Output, without any change, the listing below from its opening line up to and including the line with "only through reconciliation;".

--------------------

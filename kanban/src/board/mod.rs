//! Board synchronization core.
//!
//! A [`BoardSession`] owns the local [`BoardStateCache`] of the selected
//! board and keeps it consistent with a [`RemoteStore`]:
//!
//! - drag gestures update the cache optimistically and persist on drop;
//! - mutations write first and update the cache only through reconciliation;
//! - reconciliation re-reads the whole board and replaces the cache.
//!
//! The cache lock is never held across an `.await`, so session futures may
//! interleave freely. Whichever reconciliation finishes last wins.

pub mod cache;
pub mod drag;
pub mod loader;
mod mutators;

pub use mutators::NewTask;

use kanban_proto::model::{Board, BoardId, ColumnId, SubtaskId, TaskId, TaskPatch, TitleError, User};
use kanban_proto::wire::ListQuery;
use parking_lot::Mutex;

use crate::notify::Notifier;
use crate::store::{RemoteStore, StoreError};

use self::cache::BoardStateCache;
use self::drag::{DragController, DragEnd, DragError, DropTarget};

/// Errors reported by board operations.
#[derive(Debug, thiserror::Error)]
pub enum BoardError {
    /// A title failed validation.
    #[error(transparent)]
    Title(#[from] TitleError),

    /// No board is selected.
    #[error("no board selected")]
    NoBoardSelected,

    /// The board does not exist or is not visible to the user.
    #[error("board {0} not found")]
    BoardNotFound(BoardId),

    /// The task is not on the selected board.
    #[error("task {0} not found")]
    TaskNotFound(String),

    /// The column is not on the selected board.
    #[error("column {0} not found")]
    ColumnNotFound(String),

    /// The subtask is not on the selected board.
    #[error("subtask {0} not found")]
    SubtaskNotFound(String),

    /// A drag could not start.
    #[error(transparent)]
    Drag(#[from] DragError),

    /// The store failed.
    #[error(transparent)]
    Store(#[from] StoreError),
}

/// How a finished drag was handled.
#[derive(Debug, Clone, PartialEq, Eq)]
pub enum DragOutcome {
    /// No drag was active.
    Ignored,
    /// Released outside a target; nothing written.
    Discarded,
    /// Dropped on its original column; nothing written.
    Unchanged,
    /// The move was persisted and the board reconciled.
    Moved {
        /// The moved task.
        task_id: TaskId,
        /// Its new column.
        column_id: ColumnId,
    },
}

/// A signed-in user's view of one board.
pub struct BoardSession<S> {
    store: S,
    user: User,
    notifier: Notifier,
    board: Mutex<Option<Board>>,
    cache: Mutex<BoardStateCache>,
    drag: Mutex<DragController>,
}

impl<S: RemoteStore> BoardSession<S> {
    /// Creates a session with no board selected.
    pub fn new(store: S, user: User, notifier: Notifier) -> Self {
        Self {
            store,
            user,
            notifier,
            board: Mutex::new(None),
            cache: Mutex::new(BoardStateCache::new()),
            drag: Mutex::new(DragController::new()),
        }
    }

    /// The underlying store.
    pub const fn store(&self) -> &S {
        &self.store
    }

    /// The signed-in user.
    pub const fn user(&self) -> &User {
        &self.user
    }

    /// The selected board, if any.
    pub fn board(&self) -> Option<Board> {
        self.board.lock().clone()
    }

    /// A copy of the current cache.
    pub fn snapshot(&self) -> BoardStateCache {
        self.cache.lock().clone()
    }

    /// Runs `f` against the current cache without copying it.
    pub fn with_cache<R>(&self, f: impl FnOnce(&BoardStateCache) -> R) -> R {
        f(&self.cache.lock())
    }

    /// Boards visible to the user, in creation order.
    ///
    /// # Errors
    ///
    /// Returns [`BoardError::Store`] if the read fails.
    pub async fn boards(&self) -> Result<Vec<Board>, BoardError> {
        Ok(self
            .store
            .list_boards(ListQuery::owner(self.user.id.clone()))
            .await?)
    }

    /// Selects a board and loads it.
    ///
    /// # Errors
    ///
    /// Returns [`BoardError::BoardNotFound`] for an unknown board, or the
    /// store error of the initial load.
    pub async fn select_board(&self, board_id: &BoardId) -> Result<(), BoardError> {
        let found = match self
            .store
            .list_boards(ListQuery::board(board_id.clone()))
            .await
        {
            Ok(mut rows) if !rows.is_empty() => rows.swap_remove(0),
            Ok(_) | Err(StoreError::NotFound(_)) => {
                return Err(self.reject(BoardError::BoardNotFound(board_id.clone())));
            }
            Err(e) => {
                self.notifier
                    .error("Failed to load board", Some(e.to_string()));
                return Err(e.into());
            }
        };
        tracing::info!(board_id = %found.id, name = %found.name, "board selected");
        *self.board.lock() = Some(found);
        *self.cache.lock() = BoardStateCache::new();
        self.drag.lock().cancel();
        self.reconcile().await
    }

    /// Selects the user's first active board, creating one if none exists.
    ///
    /// # Errors
    ///
    /// Returns the store error of the listing, creation or load.
    pub async fn ensure_default_board(&self) -> Result<Board, BoardError> {
        let boards = self.boards().await?;
        let board_id = match boards.iter().find(|b| !b.is_archived && b.owner_id == self.user.id) {
            Some(board) => board.id.clone(),
            None => self.create_board("My Board", None).await?,
        };
        self.select_board(&board_id).await?;
        self.board().ok_or(BoardError::NoBoardSelected)
    }

    /// Re-reads the selected board and replaces the cache.
    ///
    /// On failure the previous cache is kept and an error notification is
    /// sent.
    ///
    /// # Errors
    ///
    /// Returns [`BoardError::NoBoardSelected`] or the read error.
    pub async fn reconcile(&self) -> Result<(), BoardError> {
        let board_id = self.selected_board_id()?;
        match loader::fetch_board(&self.store, &board_id).await {
            Ok(snapshot) => {
                tracing::debug!(
                    board_id = %board_id,
                    columns = snapshot.columns.len(),
                    tasks = snapshot.tasks.len(),
                    subtasks = snapshot.subtasks.len(),
                    "board reconciled"
                );
                self.cache
                    .lock()
                    .replace_all(snapshot.columns, snapshot.tasks, snapshot.subtasks);
                Ok(())
            }
            Err(e) => {
                tracing::warn!(board_id = %board_id, error = %e, "failed to load board");
                self.notifier
                    .error("Failed to load board", Some(e.to_string()));
                Err(e.into())
            }
        }
    }

    // -----------------------------------------------------------------------
    // Drag and drop
    // -----------------------------------------------------------------------

    /// Starts dragging a task.
    ///
    /// # Errors
    ///
    /// Returns [`BoardError::Drag`] if a drag is active or the task is unknown.
    pub fn begin_drag(&self, task_id: &TaskId) -> Result<(), BoardError> {
        let cache = self.cache.lock();
        Ok(self.drag.lock().begin(&cache, task_id)?)
    }

    /// Handles the dragged task hovering over `target`, moving it in the
    /// cache when the target is a different column. Returns whether the
    /// cache changed.
    pub fn drag_over(&self, target: &DropTarget) -> bool {
        let mut cache = self.cache.lock();
        let next = self.drag.lock().over(&cache, target);
        match next {
            Some(next) => {
                *cache = next;
                true
            }
            None => false,
        }
    }

    /// Ends the drag.
    ///
    /// A drop on a column other than the origin writes the new column and
    /// then reconciles, whether the write succeeded or not. A failed write
    /// also raises an error notification; the reconciliation rolls the
    /// optimistic move back.
    ///
    /// # Errors
    ///
    /// Returns [`BoardError::Store`] if the write or the reconciliation fails.
    pub async fn end_drag(&self, target: Option<&DropTarget>) -> Result<DragOutcome, BoardError> {
        let end = {
            let mut cache = self.cache.lock();
            let mut drag = self.drag.lock();
            if let Some(target) = target
                && let Some(next) = drag.over(&cache, target)
            {
                *cache = next;
            }
            drag.end(&cache, target)
        };

        let (task_id, column_id) = match end {
            DragEnd::Ignored => return Ok(DragOutcome::Ignored),
            DragEnd::Discarded => return Ok(DragOutcome::Discarded),
            DragEnd::Unchanged => return Ok(DragOutcome::Unchanged),
            DragEnd::Commit { task_id, column_id } => (task_id, column_id),
        };

        let patch = TaskPatch::now().column(column_id.clone());
        match self.store.update_task(task_id.clone(), patch).await {
            Ok(()) => {
                tracing::info!(task_id = %task_id, column_id = %column_id, "task moved");
                self.reconcile().await?;
                Ok(DragOutcome::Moved { task_id, column_id })
            }
            Err(e) => {
                tracing::warn!(task_id = %task_id, error = %e, "failed to persist move");
                self.notifier
                    .error("Failed to move task", Some(e.to_string()));
                // Reconciliation restores the durable column; its own failure
                // is already notified.
                let _ = self.reconcile().await;
                Err(e.into())
            }
        }
    }

    /// Performs a complete drag of `task_id` onto `column_id`.
    ///
    /// # Errors
    ///
    /// See [`BoardSession::begin_drag`] and [`BoardSession::end_drag`].
    pub async fn move_task(
        &self,
        task_id: &TaskId,
        column_id: &ColumnId,
    ) -> Result<DragOutcome, BoardError> {
        if let Err(e) = self.begin_drag(task_id) {
            return Err(self.reject(e));
        }
        let target = DropTarget::Column(column_id.clone());
        self.drag_over(&target);
        self.end_drag(Some(&target)).await
    }

    // -----------------------------------------------------------------------
    // Lookup helpers
    // -----------------------------------------------------------------------

    /// Resolves a task reference (id, or unique id prefix or suffix).
    ///
    /// # Errors
    ///
    /// Returns [`BoardError::TaskNotFound`].
    pub fn resolve_task(&self, reference: &str) -> Result<TaskId, BoardError> {
        self.with_cache(|c| c.find_task(reference).map(|t| t.id.clone()))
            .ok_or_else(|| BoardError::TaskNotFound(reference.to_string()))
    }

    /// Resolves a column reference (id or case-insensitive name).
    ///
    /// # Errors
    ///
    /// Returns [`BoardError::ColumnNotFound`].
    pub fn resolve_column(&self, reference: &str) -> Result<ColumnId, BoardError> {
        self.with_cache(|c| c.find_column(reference).map(|col| col.id.clone()))
            .ok_or_else(|| BoardError::ColumnNotFound(reference.to_string()))
    }

    /// Resolves a subtask reference (id, or unique id prefix or suffix).
    ///
    /// # Errors
    ///
    /// Returns [`BoardError::SubtaskNotFound`].
    pub fn resolve_subtask(&self, reference: &str) -> Result<SubtaskId, BoardError> {
        self.with_cache(|c| c.find_subtask(reference).map(|s| s.id.clone()))
            .ok_or_else(|| BoardError::SubtaskNotFound(reference.to_string()))
    }

    fn selected_board_id(&self) -> Result<BoardId, BoardError> {
        self.board
            .lock()
            .as_ref()
            .map(|b| b.id.clone())
            .ok_or(BoardError::NoBoardSelected)
    }

    /// Reports a locally detected failure and hands the error back.
    fn reject(&self, err: impl Into<BoardError>) -> BoardError {
        let err = err.into();
        tracing::warn!(error = %err, "operation rejected");
        self.notifier.error("Operation failed", Some(err.to_string()));
        err
    }
}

--------------------

### Response
filename kanban/src/board/mod.rs
//! Board synchronization core.
//!
//! A [`BoardSession`] owns the local [`BoardStateCache`] of the selected
//! board and keeps it consistent with a [`RemoteStore`]:
//!
//! - drag gestures update the cache optimistically and persist on drop;
//! - mutations write first and update the cache only through reconciliation;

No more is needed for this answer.